'''
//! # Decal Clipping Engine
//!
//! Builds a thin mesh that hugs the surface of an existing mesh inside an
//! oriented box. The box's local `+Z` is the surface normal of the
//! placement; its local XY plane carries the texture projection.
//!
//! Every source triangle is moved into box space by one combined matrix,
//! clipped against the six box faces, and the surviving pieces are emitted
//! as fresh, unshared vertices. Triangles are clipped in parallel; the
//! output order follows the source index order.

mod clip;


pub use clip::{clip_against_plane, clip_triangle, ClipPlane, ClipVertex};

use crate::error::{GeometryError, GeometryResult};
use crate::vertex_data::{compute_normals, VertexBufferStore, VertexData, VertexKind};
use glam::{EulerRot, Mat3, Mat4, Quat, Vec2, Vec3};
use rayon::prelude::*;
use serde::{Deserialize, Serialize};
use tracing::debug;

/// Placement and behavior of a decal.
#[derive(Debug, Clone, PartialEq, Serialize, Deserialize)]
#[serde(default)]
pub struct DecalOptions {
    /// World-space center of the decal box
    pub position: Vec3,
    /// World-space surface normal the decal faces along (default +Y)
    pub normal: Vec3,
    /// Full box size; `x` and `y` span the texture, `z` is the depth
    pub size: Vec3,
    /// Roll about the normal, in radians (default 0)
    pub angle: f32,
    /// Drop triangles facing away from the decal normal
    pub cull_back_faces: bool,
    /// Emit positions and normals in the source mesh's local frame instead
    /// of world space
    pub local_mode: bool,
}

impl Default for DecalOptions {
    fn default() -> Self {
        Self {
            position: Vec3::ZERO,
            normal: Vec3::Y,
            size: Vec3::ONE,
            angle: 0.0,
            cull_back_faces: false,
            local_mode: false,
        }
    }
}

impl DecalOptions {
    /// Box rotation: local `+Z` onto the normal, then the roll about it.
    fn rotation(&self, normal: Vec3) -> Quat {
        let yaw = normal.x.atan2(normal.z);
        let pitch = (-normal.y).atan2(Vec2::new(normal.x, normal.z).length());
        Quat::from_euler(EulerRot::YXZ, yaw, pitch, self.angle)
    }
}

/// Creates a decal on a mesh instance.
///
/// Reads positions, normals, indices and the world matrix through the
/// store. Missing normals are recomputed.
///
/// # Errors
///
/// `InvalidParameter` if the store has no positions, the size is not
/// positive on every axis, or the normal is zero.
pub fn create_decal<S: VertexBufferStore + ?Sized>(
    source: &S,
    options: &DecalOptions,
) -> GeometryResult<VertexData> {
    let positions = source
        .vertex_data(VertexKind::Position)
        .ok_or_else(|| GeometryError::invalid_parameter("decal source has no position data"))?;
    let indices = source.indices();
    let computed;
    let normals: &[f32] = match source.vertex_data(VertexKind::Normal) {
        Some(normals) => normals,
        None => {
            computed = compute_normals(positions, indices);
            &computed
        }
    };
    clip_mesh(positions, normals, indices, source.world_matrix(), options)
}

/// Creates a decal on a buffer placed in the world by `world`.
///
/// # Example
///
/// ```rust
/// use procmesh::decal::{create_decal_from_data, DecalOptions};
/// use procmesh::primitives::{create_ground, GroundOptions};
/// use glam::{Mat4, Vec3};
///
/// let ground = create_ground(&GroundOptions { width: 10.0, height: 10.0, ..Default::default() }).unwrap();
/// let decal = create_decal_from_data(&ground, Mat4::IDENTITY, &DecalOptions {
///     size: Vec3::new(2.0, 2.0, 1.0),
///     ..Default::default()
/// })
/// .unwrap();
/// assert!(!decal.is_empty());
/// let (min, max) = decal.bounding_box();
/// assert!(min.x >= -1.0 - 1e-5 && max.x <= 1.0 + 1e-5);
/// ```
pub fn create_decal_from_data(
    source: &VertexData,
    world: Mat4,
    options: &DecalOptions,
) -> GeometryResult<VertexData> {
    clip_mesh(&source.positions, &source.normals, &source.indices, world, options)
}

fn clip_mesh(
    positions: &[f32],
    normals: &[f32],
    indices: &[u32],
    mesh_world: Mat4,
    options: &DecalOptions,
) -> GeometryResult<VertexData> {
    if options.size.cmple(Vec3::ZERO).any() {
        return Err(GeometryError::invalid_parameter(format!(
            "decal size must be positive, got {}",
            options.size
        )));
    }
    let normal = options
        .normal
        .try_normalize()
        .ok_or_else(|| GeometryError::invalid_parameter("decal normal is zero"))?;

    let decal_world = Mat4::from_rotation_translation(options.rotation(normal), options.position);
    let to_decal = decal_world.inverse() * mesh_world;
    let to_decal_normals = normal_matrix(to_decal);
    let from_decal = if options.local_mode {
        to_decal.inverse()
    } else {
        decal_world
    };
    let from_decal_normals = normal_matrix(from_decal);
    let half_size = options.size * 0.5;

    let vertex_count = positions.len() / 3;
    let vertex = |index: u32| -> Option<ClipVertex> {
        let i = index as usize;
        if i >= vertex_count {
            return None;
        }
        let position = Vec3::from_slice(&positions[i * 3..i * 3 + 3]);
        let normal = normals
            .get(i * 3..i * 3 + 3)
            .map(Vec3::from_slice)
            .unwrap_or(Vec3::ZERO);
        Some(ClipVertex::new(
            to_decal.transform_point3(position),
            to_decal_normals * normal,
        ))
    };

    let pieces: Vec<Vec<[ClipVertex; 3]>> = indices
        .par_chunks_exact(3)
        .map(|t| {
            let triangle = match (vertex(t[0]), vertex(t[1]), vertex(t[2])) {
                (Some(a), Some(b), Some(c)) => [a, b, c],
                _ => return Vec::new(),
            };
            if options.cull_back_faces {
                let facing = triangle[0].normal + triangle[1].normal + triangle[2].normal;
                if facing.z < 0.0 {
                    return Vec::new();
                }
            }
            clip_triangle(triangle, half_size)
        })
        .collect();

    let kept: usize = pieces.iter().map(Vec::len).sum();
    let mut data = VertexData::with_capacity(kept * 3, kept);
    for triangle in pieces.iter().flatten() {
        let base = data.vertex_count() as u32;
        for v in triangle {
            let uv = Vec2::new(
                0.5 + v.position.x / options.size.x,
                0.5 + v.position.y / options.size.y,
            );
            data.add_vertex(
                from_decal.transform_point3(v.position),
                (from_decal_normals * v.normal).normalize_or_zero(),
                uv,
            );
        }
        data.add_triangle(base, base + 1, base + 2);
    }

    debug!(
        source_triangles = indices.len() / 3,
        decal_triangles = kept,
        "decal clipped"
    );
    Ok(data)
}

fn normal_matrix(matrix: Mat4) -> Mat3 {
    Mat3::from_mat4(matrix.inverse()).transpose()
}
'''
▶ _What needs to be done_
The data, all of it, should be transcribed exactly.

▶ _Solution to this exercise_
//! # Decal Clipping Engine
//!
//! Builds a thin mesh that hugs the surface of an existing mesh inside an
//! oriented box. The box's local `+Z` is the surface normal of the
//! placement; its local XY plane carries the texture projection.
//!
//! Every source triangle is moved into box space by one combined matrix,
//! clipped against the six box faces, and the surviving pieces are emitted
//! as fresh, unshared vertices. Triangles are clipped in parallel; the
//! output order follows the source index order.

mod clip;


pub use clip::{clip_against_plane, clip_triangle, ClipPlane, ClipVertex};

use crate::error::{GeometryError, GeometryResult};
use crate::vertex_data::{compute_normals, VertexBufferStore, VertexData, VertexKind};
use glam::{EulerRot, Mat3, Mat4, Quat, Vec2, Vec3};
use rayon::prelude::*;
use serde::{Deserialize, Serialize};
use tracing::debug;

/// Placement and behavior of a decal.
#[derive(Debug, Clone, PartialEq, Serialize, Deserialize)]
#[serde(default)]
pub struct DecalOptions {
    /// World-space center of the decal box
    pub position: Vec3,
    /// World-space surface normal the decal faces along (default +Y)
    pub normal: Vec3,
    /// Full box size; `x` and `y` span the texture, `z` is the depth
    pub size: Vec3,
    /// Roll about the normal, in radians (default 0)
    pub angle: f32,
    /// Drop triangles facing away from the decal normal
    pub cull_back_faces: bool,
    /// Emit positions and normals in the source mesh's local frame instead
    /// of world space
    pub local_mode: bool,
}

impl Default for DecalOptions {
    fn default() -> Self {
        Self {
            position: Vec3::ZERO,
            normal: Vec3::Y,
            size: Vec3::ONE,
            angle: 0.0,
            cull_back_faces: false,
            local_mode: false,
        }
    }
}

impl DecalOptions {
    /// Box rotation: local `+Z` onto the normal, then the roll about it.
    fn rotation(&self, normal: Vec3) -> Quat {
        let yaw = normal.x.atan2(normal.z);
        let pitch = (-normal.y).atan2(Vec2::new(normal.x, normal.z).length());
        Quat::from_euler(EulerRot::YXZ, yaw, pitch, self.angle)
    }
}

/// Creates a decal on a mesh instance.
///
/// Reads positions, normals, indices and the world matrix through the
/// store. Missing normals are recomputed.
///
/// # Errors
///
/// `InvalidParameter` if the store has no positions, the size is not
/// positive on every axis, or the normal is zero.
pub fn create_decal<S: VertexBufferStore + ?Sized>(
    source: &S,
    options: &DecalOptions,
) -> GeometryResult<VertexData> {
    let positions = source
        .vertex_data(VertexKind::Position)
        .ok_or_else(|| GeometryError::invalid_parameter("decal source has no position data"))?;
    let indices = source.indices();
    let computed;
    let normals: &[f32] = match source.vertex_data(VertexKind::Normal) {
        Some(normals) => normals,
        None => {
            computed = compute_normals(positions, indices);
            &computed
        }
    };
    clip_mesh(positions, normals, indices, source.world_matrix(), options)
}

/// Creates a decal on a buffer placed in the world by `world`.
///
/// # Example
///
/// ```rust
/// use procmesh::decal::{create_decal_from_data, DecalOptions};
/// use procmesh::primitives::{create_ground, GroundOptions};
/// use glam::{Mat4, Vec3};
///
/// let ground = create_ground(&GroundOptions { width: 10.0, height: 10.0, ..Default::default() }).unwrap();
/// let decal = create_decal_from_data(&ground, Mat4::IDENTITY, &DecalOptions {
///     size: Vec3::new(2.0, 2.0, 1.0),
///     ..Default::default()
/// })
/// .unwrap();
/// assert!(!decal.is_empty());
/// let (min, max) = decal.bounding_box();
/// assert!(min.x >= -1.0 - 1e-5 && max.x <= 1.0 + 1e-5);
/// ```
pub fn create_decal_from_data(
    source: &VertexData,
    world: Mat4,
    options: &DecalOptions,
) -> GeometryResult<VertexData> {
    clip_mesh(&source.positions, &source.normals, &source.indices, world, options)
}

fn clip_mesh(
    positions: &[f32],
    normals: &[f32],
    indices: &[u32],
    mesh_world: Mat4,
    options: &DecalOptions,
) -> GeometryResult<VertexData> {
    if options.size.cmple(Vec3::ZERO).any() {
        return Err(GeometryError::invalid_parameter(format!(
            "decal size must be positive, got {}",
            options.size
        )));
    }
    let normal = options
        .normal
        .try_normalize()
        .ok_or_else(|| GeometryError::invalid_parameter("decal normal is zero"))?;

    let decal_world = Mat4::from_rotation_translation(options.rotation(normal), options.position);
    let to_decal = decal_world.inverse() * mesh_world;
    let to_decal_normals = normal_matrix(to_decal);
    let from_decal = if options.local_mode {
        to_decal.inverse()
    } else {
        decal_world
    };
    let from_decal_normals = normal_matrix(from_decal);
    let half_size = options.size * 0.5;

    let vertex_count = positions.len() / 3;
    let vertex = |index: u32| -> Option<ClipVertex> {
        let i = index as usize;
        if i >= vertex_count {
            return None;
        }
        let position = Vec3::from_slice(&positions[i * 3..i * 3 + 3]);
        let normal = normals
            .get(i * 3..i * 3 + 3)
            .map(Vec3::from_slice)
            .unwrap_or(Vec3::ZERO);
        Some(ClipVertex::new(
            to_decal.transform_point3(position),
            to_decal_normals * normal,
        ))
    };

    let pieces: Vec<Vec<[ClipVertex; 3]>> = indices
        .par_chunks_exact(3)
        .map(|t| {
            let triangle = match (vertex(t[0]), vertex(t[1]), vertex(t[2])) {
                (Some(a), Some(b), Some(c)) => [a, b, c],
                _ => return Vec::new(),
            };
            if options.cull_back_faces {
                let facing = triangle[0].normal + triangle[1].normal + triangle[2].normal;
                if facing.z < 0.0 {
                    return Vec::new();
                }
            }
            clip_triangle(triangle, half_size)
        })
        .collect();

    let kept: usize = pieces.iter().map(Vec::len).sum();
    let mut data = VertexData::with_capacity(kept * 3, kept);
    for triangle in pieces.iter().flatten() {
        let base = data.vertex_count() as u32;
        for v in triangle {
            let uv = Vec2::new(
                0.5 + v.position.x / options.size.x,
                0.5 + v.position.y / options.size.y,
            );
            data.add_vertex(
                from_decal.transform_point3(v.position),
                (from_decal_normals * v.normal).normalize_or_zero(),
                uv,
            );
        }
        data.add_triangle(base, base + 1, base + 2);
    }

    debug!(
        source_triangles = indices.len() / 3,
        decal_triangles = kept,
        "decal clipped"
    );
    Ok(data)
}

fn normal_matrix(matrix: Mat4) -> Mat3 {
    Mat3::from_mat4(matrix.inverse()).transpose()
}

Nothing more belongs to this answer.